Na quinta-feira (19/2), a Câmara dos Deputados discute a reforma trabalhista proposta pelo governo de Javier Milei, enquanto manifestantes entram em confronto com as forças federais em protesto. O projeto, que já obteve aprovação do Senado na semana passada, altera as regras de contratação, demissão, jornada e organização sindical.
Os conflitos começaram às 16h30, quando os manifestantes tentaram ultrapassar barricadas em frente ao Congresso. A Gendarmería Nacional reagiu com canhões de água, mas a situação se intensificou com o uso de gás lacrimogêneo, resultando em uma troca de bombas de gás entre os grupos.
Por volta das 18h20, uma barricada foi derrubada, levando à resposta adicional das forças de segurança com gás lacrimogêneo, canhões de água e balas de borracha. Até o fechamento desta matéria, não havia relatos de prisões.
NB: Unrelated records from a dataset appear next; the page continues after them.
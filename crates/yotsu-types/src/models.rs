use chrono::{DateTime, Utc};
use serde::{Deserialize, Serialize};

use crate::timestamp;
use crate::{ChannelId, MessageId, UserId};

#[derive(Debug, Clone, Copy, PartialEq, Eq, Hash, Serialize, Deserialize)]
#[serde(rename_all = "lowercase")]
pub enum ChannelType {
    Public,
    Private,
    Dm,
    Notes,
}

impl ChannelType {
    /// DM and notes channels never carry a name; their label comes from members.
    pub fn is_named(self) -> bool {
        matches!(self, Self::Public | Self::Private)
    }
}

#[derive(Debug, Clone, PartialEq, Serialize, Deserialize)]
pub struct Channel {
    pub channel_id: ChannelId,
    #[serde(default)]
    pub name: Option<String>,
    #[serde(rename = "type")]
    pub kind: ChannelType,
    #[serde(default, with = "timestamp::option")]
    pub created_at: Option<DateTime<Utc>>,
}

#[derive(Debug, Clone, Copy, PartialEq, Eq, Serialize, Deserialize)]
#[serde(rename_all = "lowercase")]
pub enum ChannelRole {
    Owner,
    Admin,
    Member,
}

/// A channel member. Roles only exist in private channels.
#[derive(Debug, Clone, PartialEq, Serialize, Deserialize)]
pub struct Member {
    pub user_id: UserId,
    pub display_name: String,
    #[serde(default)]
    pub role: Option<ChannelRole>,
}

#[derive(Debug, Clone, PartialEq, Serialize, Deserialize)]
pub struct Message {
    pub message_id: MessageId,
    pub channel_id: ChannelId,
    pub user_id: UserId,
    pub content: String,
    #[serde(with = "timestamp")]
    pub created_at: DateTime<Utc>,
    #[serde(default, alias = "updated_at", with = "timestamp::option")]
    pub edited_at: Option<DateTime<Utc>>,
    #[serde(default)]
    pub display_name: String,
    #[serde(default)]
    pub parent_id: Option<MessageId>,
    #[serde(default)]
    pub has_reactions: bool,
}

impl Message {
    pub fn is_reply(&self) -> bool {
        self.parent_id.is_some()
    }
}

/// Per-emoji reaction summary for one message.
///
/// `count` always equals `users.len()`; an aggregate never exists with a
/// count of zero.
#[derive(Debug, Clone, PartialEq, Eq, Serialize, Deserialize)]
pub struct ReactionAggregate {
    pub emoji: String,
    pub count: usize,
    pub users: Vec<UserId>,
}

impl ReactionAggregate {
    pub fn first(emoji: impl Into<String>, user_id: UserId) -> Self {
        Self {
            emoji: emoji.into(),
            count: 1,
            users: vec![user_id],
        }
    }
}
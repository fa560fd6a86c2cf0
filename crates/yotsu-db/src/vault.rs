use anyhow::Result;
use std::sync::Mutex;

use crate::Database;

const REFRESH_TOKEN_KEY: &str = "auth.refresh_token";

/// Durable slot for the refresh token. The access token is never persisted.
pub trait TokenVault: Send + Sync {
    fn load_refresh_token(&self) -> Result<Option<String>>;
    fn store_refresh_token(&self, token: &str) -> Result<()>;
    /// Idempotent.
    fn clear_refresh_token(&self) -> Result<()>;
}

impl TokenVault for Database {
    fn load_refresh_token(&self) -> Result<Option<String>> {
        self.get_value(REFRESH_TOKEN_KEY)
    }

    fn store_refresh_token(&self, token: &str) -> Result<()> {
        self.set_value(REFRESH_TOKEN_KEY, token)
    }

    fn clear_refresh_token(&self) -> Result<()> {
        self.delete_value(REFRESH_TOKEN_KEY).map(|_| ())
    }
}

/// Process-lifetime vault for tests and ephemeral sessions.
#[derive(Debug, Default)]
pub struct MemoryVault {
    token: Mutex<Option<String>>,
}

impl MemoryVault {
    pub fn with_token(token: impl Into<String>) -> Self {
        Self {
            token: Mutex::new(Some(token.into())),
        }
    }

    fn slot(&self) -> Result<std::sync::MutexGuard<'_, Option<String>>> {
        self.token
            .lock()
            .map_err(|e| anyhow::anyhow!("vault lock poisoned: {}", e))
    }
}

impl TokenVault for MemoryVault {
    fn load_refresh_token(&self) -> Result<Option<String>> {
        Ok(self.slot()?.clone())
    }

    fn store_refresh_token(&self, token: &str) -> Result<()> {
        *self.slot()? = Some(token.to_string());
        Ok(())
    }

    fn clear_refresh_token(&self) -> Result<()> {
        *self.slot()? = None;
        Ok(())
    }
}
Impactos da Greve Nacional
Dentro do Congresso, a discussão ocorre em meio a uma greve nacional da Confederación General del Trabajo (CGT), que paralisou o país desde a meia-noite. Segundo o jornal Clarín, apenas algumas linhas de ônibus operam, afetando até voos entre Argentina e Brasil.
Os principais pontos da reforma incluem mudanças no cálculo de indenizações por demissão, criação do Fundo de Assistência Laboral (FAL) e novas regras para horas extras e salários. A proposta visa dar previsibilidade ao mercado, mas críticos apontam que ela pode facilitar demissões.
- Substituição do pagamento obrigatório de horas extras por compensação em folgas;
- Autorização para pagamento de salários em pesos ou moeda estrangeira;
- Implementação de “salários dinâmicos” baseados em produtividade;
- Ampliação da jornada de 8 para até 12 horas, respeitando o descanso mínimo de 12 horas;
- Possibilidade de desconto de 50% do salário-base em casos de saúde não relacionados ao trabalho.